> _Your instructions_: A line below contains "per-client rate limiting.", and a later one contains "use std::sync::Arc;". Repeat both, with every line between them, exactly.

───── Task input ─────

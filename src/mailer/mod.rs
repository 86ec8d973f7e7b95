//! Outgoing mail.
//!
//! Uses SMTP when a relay is configured and otherwise drops `.eml` files into
//! a local directory.

use std::path::Path;

use lettre::{
    message::{header::ContentType, Mailbox},
    transport::smtp::authentication::Credentials,
    AsyncFileTransport, AsyncSmtpTransport, AsyncTransport, Message, Tokio1Executor,
};

use crate::config::Config;

#[derive(Debug)]
pub struct MailError(String);

impl std::fmt::Display for MailError {
    fn fmt(&self, f: &mut std::fmt::Formatter<'_>) -> std::fmt::Result {
        write!(f, "mail error: {}", self.0)
    }
}

impl std::error::Error for MailError {}

enum Transport {
    Smtp(AsyncSmtpTransport<Tokio1Executor>),
    File(AsyncFileTransport<Tokio1Executor>),
}

pub struct Mailer {
    transport: Transport,
    sender: Mailbox,
}

impl Mailer {
    pub fn new(config: &Config) -> Result<Self, MailError> {
        let transport = match &config.smtp {
            Some(smtp) => {
                let builder = AsyncSmtpTransport::<Tokio1Executor>::starttls_relay(&smtp.host)
                    .map_err(|e| MailError(format!("create SMTP transport: {e}")))?
                    .port(smtp.port);
                let builder = if smtp.username.is_empty() {
                    builder
                } else {
                    builder.credentials(Credentials::new(
                        smtp.username.clone(),
                        smtp.password.clone(),
                    ))
                };
                Transport::Smtp(builder.build())
            }
            None => Self::file_transport(&config.mail_dir)?,
        };

        let sender = config
            .sender
            .parse::<Mailbox>()
            .map_err(|e| MailError(format!("parse sender: {e}")))?;

        Ok(Self { transport, sender })
    }

    fn file_transport(dir: &Path) -> Result<Transport, MailError> {
        std::fs::create_dir_all(dir)
            .map_err(|e| MailError(format!("create mail directory: {e}")))?;
        Ok(Transport::File(AsyncFileTransport::<Tokio1Executor>::new(dir)))
    }

    /// Welcome a new user and hand them their activation token.
    pub async fn send_welcome(
        &self,
        to: &str,
        user_id: i64,
        activation_token: &str,
    ) -> Result<(), MailError> {
        let body = render_welcome(user_id, activation_token);
        self.send(to, "Welcome to the Quotes API!", body).await
    }

    async fn send(&self, to: &str, subject: &str, body: String) -> Result<(), MailError> {
        let to = to
            .parse::<Mailbox>()
            .map_err(|e| MailError(format!("parse recipient: {e}")))?;

        let message = Message::builder()
            .from(self.sender.clone())
            .to(to)
            .subject(subject)
            .header(ContentType::TEXT_PLAIN)
            .body(body)
            .map_err(|e| MailError(format!("build message: {e}")))?;

        match &self.transport {
            Transport::Smtp(smtp) => {
                smtp.send(message)
                    .await
                    .map_err(|e| MailError(format!("send SMTP mail: {e}")))?;
            }
            Transport::File(file) => {
                file.send(message)
                    .await
                    .map_err(|e| MailError(format!("write mail file: {e}")))?;
            }
        }

        Ok(())
    }
}

fn render_welcome(user_id: i64, activation_token: &str) -> String {
    format!(
        "Hi,\n\
         \n\
         Thanks for signing up for a Quotes API account.\n\
         For future reference, your user ID number is {user_id}.\n\
         \n\
         Please send a request to the PUT /v1/users/activated endpoint\n\
         with the following JSON body to activate your account:\n\
         \n\
         {{\"token\": \"{activation_token}\"}}\n\
         \n\
         Please note that this is a one-time use token and it will expire\n\
         in 3 days.\n\
         \n\
         Thanks,\n\
         The Quotes API Team\n"
    )
}

#[cfg(test)]
mod tests {
    use tempfile::TempDir;

    use super::*;

    fn file_config(dir: &Path) -> Config {
        Config {
            db_path: dir.join("unused.sqlite"),
            bind_addr: "127.0.0.1:0".parse().unwrap(),
            log_level: "warn".to_string(),
            env: "test".to_string(),
            limiter: crate::limiter::LimiterConfig {
                enabled: false,
                rps: 2.0,
                burst: 4,
            },
            smtp: None,
            sender: "Quotes API <no-reply@quotes.local>".to_string(),
            mail_dir: dir.join("mail"),
        }
    }

    #[test]
    fn test_welcome_body() {
        let body = render_welcome(42, "Y3QMGX3PJ3WLRL2YRTQGQ6KRHU");
        assert!(body.contains("user ID number is 42"));
        assert!(body.contains(r#"{"token": "Y3QMGX3PJ3WLRL2YRTQGQ6KRHU"}"#));
    }

    #[tokio::test]
    async fn test_file_transport_writes_message() {
        let dir = TempDir::new().unwrap();
        let config = file_config(dir.path());
        let mailer = Mailer::new(&config).unwrap();

        mailer
            .send_welcome("alice@example.com", 7, "Y3QMGX3PJ3WLRL2YRTQGQ6KRHU")
            .await
            .unwrap();

        let files: Vec<_> = std::fs::read_dir(&config.mail_dir)
            .unwrap()
            .map(|e| e.unwrap().path())
            .collect();
        assert_eq!(files.len(), 1);

        let contents = std::fs::read_to_string(&files[0]).unwrap();
        assert!(contents.contains("alice@example.com"));
        assert!(contents.contains("Y3QMGX3PJ3WLRL2YRTQGQ6KRHU"));
    }

    #[tokio::test]
    async fn test_bad_recipient_is_an_error() {
        let dir = TempDir::new().unwrap();
        let mailer = Mailer::new(&file_config(dir.path())).unwrap();
        assert!(mailer.send_welcome("not an address", 1, "x").await.is_err());
    }
}
//! Quotes API
//!
//! A JSON REST backend for quotes and schools with SQLite persistence,
//! bearer-token authentication and per-client rate limiting.

mod api;
mod auth;
mod background;
mod config;
mod db;
mod errors;
mod filters;
mod limiter;
mod mailer;
mod models;
mod validator;

use std::any::Any;
use std::net::SocketAddr;
use std::sync::Arc;
use std::time::Duration;

use axum::{
    extract::DefaultBodyLimit,
    middleware,
    response::{IntoResponse, Response},
    routing::{get, post, put},
    Router,
};
use tokio_util::sync::CancellationToken;
use tower::ServiceBuilder;
use tower_http::catch_panic::CatchPanicLayer;
use tower_http::cors::{Any as AnyOrigin, CorsLayer};
use tower_http::trace::TraceLayer;
use tracing_subscriber::{layer::SubscriberExt, util::SubscriberInitExt, EnvFilter};

use background::Background;
use config::Config;
use db::Repository;
use errors::AppError;
use limiter::RateLimiter;
use mailer::Mailer;

/// How long shutdown waits for background tasks such as outgoing mail.
const SHUTDOWN_GRACE: Duration = Duration::from_secs(30);

/// Application state shared across all handlers.
#[derive(Clone)]
pub struct AppState {
    pub repo: Arc<Repository>,
    pub config: Arc<Config>,
    pub limiter: Arc<RateLimiter>,
    pub background: Background,
    pub mailer: Arc<Mailer>,
}

#[tokio::main]
async fn main() -> Result<(), Box<dyn std::error::Error>> {
    // Load configuration
    let config = Config::from_env()?;

    // Initialize logging
    let env_filter =
        EnvFilter::try_from_default_env().unwrap_or_else(|_| EnvFilter::new(&config.log_level));
    let json_logs = config.env == "production";

    tracing_subscriber::registry()
        .with(env_filter)
        .with(json_logs.then(|| tracing_subscriber::fmt::layer().json()))
        .with((!json_logs).then(tracing_subscriber::fmt::layer))
        .init();

    tracing::info!(environment = %config.env, "starting quotes API");
    tracing::info!("Database path: {:?}", config.db_path);
    tracing::info!("Bind address: {}", config.bind_addr);

    if config.smtp.is_none() {
        tracing::warn!(
            "No SMTP host configured (API_SMTP_HOST). Mail is written to {:?}",
            config.mail_dir
        );
    }

    // Initialize database
    let pool = db::init_database(&config.db_path).await?;

    let limiter = RateLimiter::new(config.limiter);
    if !limiter.enabled() {
        tracing::warn!("Rate limiting is disabled (API_LIMITER_ENABLED)");
    }

    let shutdown = CancellationToken::new();
    tokio::spawn(limiter.clone().run_sweeper(shutdown.clone()));

    let background = Background::new();
    let state = AppState {
        repo: Arc::new(Repository::new(pool)),
        mailer: Arc::new(Mailer::new(&config)?),
        limiter,
        background: background.clone(),
        config: Arc::new(config.clone()),
    };

    // Build router
    let app = create_router(state);

    // Start server
    let listener = tokio::net::TcpListener::bind(&config.bind_addr).await?;
    tracing::info!("Server listening on {}", config.bind_addr);

    axum::serve(
        listener,
        app.into_make_service_with_connect_info::<SocketAddr>(),
    )
    .with_graceful_shutdown(shutdown_signal())
    .await?;

    tracing::info!("server stopped accepting requests");
    shutdown.cancel();
    if !background.shutdown(SHUTDOWN_GRACE).await {
        tracing::warn!(
            remaining = background.active(),
            "background tasks still running after {:?}",
            SHUTDOWN_GRACE
        );
    }
    tracing::info!("shutdown complete");

    Ok(())
}

/// Create the application router with all routes.
pub fn create_router(state: AppState) -> Router {
    with_middleware(routes(), state)
}

fn routes() -> Router<AppState> {
    Router::new()
        .route("/v1/healthcheck", get(api::healthcheck))
        // Quotes
        .route("/v1/quotes", get(api::list_quotes).post(api::create_quote))
        .route(
            "/v1/quotes/{id}",
            get(api::show_quote)
                .patch(api::update_quote)
                .delete(api::delete_quote),
        )
        // Schools
        .route("/v1/schools", get(api::list_schools).post(api::create_school))
        .route(
            "/v1/schools/{id}",
            get(api::show_school)
                .patch(api::update_school)
                .delete(api::delete_school),
        )
        // Users and tokens
        .route("/v1/users", post(api::register_user))
        .route("/v1/users/activated", put(api::activate_user))
        .route(
            "/v1/tokens/authentication",
            post(api::create_authentication_token),
        )
        .method_not_allowed_fallback(errors::method_not_allowed)
        .fallback(errors::not_found)
}

/// Wrap `router` in the request pipeline and attach the shared state.
fn with_middleware(router: Router<AppState>, state: AppState) -> Router {
    // CORS configuration
    let cors = CorsLayer::new()
        .allow_origin(AnyOrigin)
        .allow_methods(AnyOrigin)
        .allow_headers(AnyOrigin);

    // Outermost first. Panics become 500s inside the server error log.
    let layers = ServiceBuilder::new()
        .layer(TraceLayer::new_for_http())
        .layer(cors)
        .layer(middleware::from_fn(errors::log_server_errors))
        .layer(CatchPanicLayer::custom(handle_panic))
        .layer(middleware::from_fn_with_state(
            state.limiter.clone(),
            limiter::rate_limit,
        ))
        .layer(middleware::from_fn_with_state(state.clone(), auth::authenticate))
        .layer(DefaultBodyLimit::max(api::MAX_BODY_BYTES));

    router.layer(layers).with_state(state)
}

fn handle_panic(err: Box<dyn Any + Send + 'static>) -> Response {
    let detail = err
        .downcast_ref::<String>()
        .map(String::as_str)
        .or_else(|| err.downcast_ref::<&str>().copied())
        .unwrap_or("unknown panic payload");
    AppError::Internal(format!("handler panicked: {detail}")).into_response()
}

async fn shutdown_signal() {
    let ctrl_c = async {
        if let Err(e) = tokio::signal::ctrl_c().await {
            tracing::error!("failed to listen for ctrl-c: {}", e);
        }
    };

    #[cfg(unix)]
    let terminate = async {
        match tokio::signal::unix::signal(tokio::signal::unix::SignalKind::terminate()) {
            Ok(mut signal) => {
                signal.recv().await;
            }
            Err(e) => tracing::error!("failed to listen for SIGTERM: {}", e),
        }
    };

    #[cfg(not(unix))]
    let terminate = std::future::pending::<()>();

    tokio::select! {
        _ = ctrl_c => tracing::info!("received ctrl-c"),
        _ = terminate => tracing::info!("received SIGTERM"),
    }
}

─────

> _Solution for this task_:
//! bearer-token authentication and per-client rate limiting.

mod api;
mod auth;
mod background;
mod config;
mod db;
mod errors;
mod filters;
mod limiter;
mod mailer;
mod models;
mod validator;

use std::any::Any;
use std::net::SocketAddr;
use std::sync::Arc;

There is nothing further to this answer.